* Data for processing:
//! motifscan - Motif analysis command-line tool
//!
//! Analyzes a symbolic score (JSON note-sequence model) for recurring
//! melodic/rhythmic motifs and writes a JSON report of motifs and their
//! located instances.

use std::path::PathBuf;

use anyhow::{Context, Result};
use clap::{Args, Parser, Subcommand};
use tracing::info;
use tracing_subscriber::{layer::SubscriberExt, util::SubscriberInitExt};

use motifscan::config::AnalysisConfig;
use motifscan::report;
use motifscan::services::{load_score, AnalysisAggregator, FuzzyMatcher, MotifDetector};

/// Command-line arguments for motifscan
#[derive(Parser, Debug)]
#[command(name = "motifscan")]
#[command(about = "Analyze symbolic scores for recurring musical motifs")]
#[command(version)]
struct Cli {
    #[command(subcommand)]
    command: Command,
}

#[derive(Subcommand, Debug)]
enum Command {
    /// Analyze a score file for motifs
    Analyze(AnalyzeArgs),
}

#[derive(Args, Debug)]
struct AnalyzeArgs {
    /// Path to the score JSON file
    input: PathBuf,

    /// Output JSON file path (default: print to stdout)
    #[arg(short, long)]
    output: Option<PathBuf>,

    /// Optional TOML configuration file; command-line flags override it
    #[arg(long, env = "MOTIFSCAN_CONFIG")]
    config: Option<PathBuf>,

    /// Minimum notes in a motif
    #[arg(long)]
    min_length: Option<usize>,

    /// Maximum notes in a motif
    #[arg(long)]
    max_length: Option<usize>,

    /// Minimum times a pattern must occur to become a motif
    #[arg(long)]
    min_occurrences: Option<usize>,

    /// Semitone tolerance for interval matching
    #[arg(long)]
    interval_tolerance: Option<u32>,

    /// Normalized duration tolerance for rhythm matching (0.0 = exact)
    #[arg(long)]
    rhythm_tolerance: Option<f64>,

    /// Minimum confidence for instance matching
    #[arg(long)]
    min_confidence: Option<f64>,

    /// Weight of the interval sub-score in combined confidence
    #[arg(long)]
    interval_weight: Option<f64>,
}

impl AnalyzeArgs {
    /// Resolve the effective configuration: file (or defaults), then flags
    fn resolve_config(&self) -> Result<AnalysisConfig> {
        let mut config = match &self.config {
            Some(path) => AnalysisConfig::from_toml_file(path)
                .with_context(|| format!("failed to load config {}", path.display()))?,
            None => AnalysisConfig::default(),
        };

        if let Some(min_length) = self.min_length {
            config.detection.min_length = min_length;
        }
        if let Some(max_length) = self.max_length {
            config.detection.max_length = max_length;
        }
        if let Some(min_occurrences) = self.min_occurrences {
            config.detection.min_occurrences = min_occurrences;
        }
        if let Some(interval_tolerance) = self.interval_tolerance {
            config.matching.interval_tolerance = interval_tolerance;
        }
        if let Some(rhythm_tolerance) = self.rhythm_tolerance {
            config.matching.rhythm_tolerance = rhythm_tolerance;
        }
        if let Some(min_confidence) = self.min_confidence {
            config.matching.min_confidence = min_confidence;
        }
        if let Some(interval_weight) = self.interval_weight {
            config.matching.interval_weight = interval_weight;
        }

        config.validate()?;
        Ok(config)
    }
}

fn main() -> Result<()> {
    // Initialize tracing
    tracing_subscriber::registry()
        .with(
            tracing_subscriber::EnvFilter::try_from_default_env()
                .unwrap_or_else(|_| "motifscan=info".into()),
        )
        .with(tracing_subscriber::fmt::layer().with_target(false))
        .init();

    let cli = Cli::parse();
    match cli.command {
        Command::Analyze(args) => run_analyze(&args),
    }
}

fn run_analyze(args: &AnalyzeArgs) -> Result<()> {
    let config = args.resolve_config()?;

    let score = load_score(&args.input)
        .with_context(|| format!("failed to load score {}", args.input.display()))?;
    info!(
        "Loaded {} notes across {} parts",
        score.total_notes(),
        score.parts.len()
    );
    if let Some(work) = &score.meta.work {
        info!("Work: {}", work);
    }
    if let Some(composer) = &score.meta.composer {
        info!("Composer: {}", composer);
    }

    info!(
        "Detecting motifs (length {}-{})",
        config.detection.min_length, config.detection.max_length
    );
    let detector = MotifDetector::new(config.detection.clone())?;
    let motifs = detector.detect(&score)?;
    info!("Found {} recurring motifs", motifs.len());

    let matcher = FuzzyMatcher::new(config.matching.clone())?;
    let mut instances = Vec::new();
    for motif in &motifs {
        let found = matcher.find_instances(motif, &score)?;
        info!(
            "{}: {} instances - {}",
            motif.id,
            found.len(),
            motif.description
        );
        instances.extend(found);
    }
    info!("Total instances found: {}", instances.len());

    let analysis_notes = format!(
        "Detected with min_length={}, max_length={}, min_occurrences={}",
        config.detection.min_length, config.detection.max_length, config.detection.min_occurrences
    );
    let analysis =
        AnalysisAggregator::assemble(&score.meta, motifs, instances, Some(&analysis_notes))?;

    match &args.output {
        Some(path) => {
            report::save_json(&analysis, path)
                .with_context(|| format!("failed to write report {}", path.display()))?;
            info!("Results saved to {}", path.display());
        }
        None => println!("{}", report::to_json_string(&analysis)?),
    }

    Ok(())
}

* Work task: Look through the material for "parts". Copy each line that has it.

* Reply to the exercise:
        "Loaded {} notes across {} parts",
        score.parts.len()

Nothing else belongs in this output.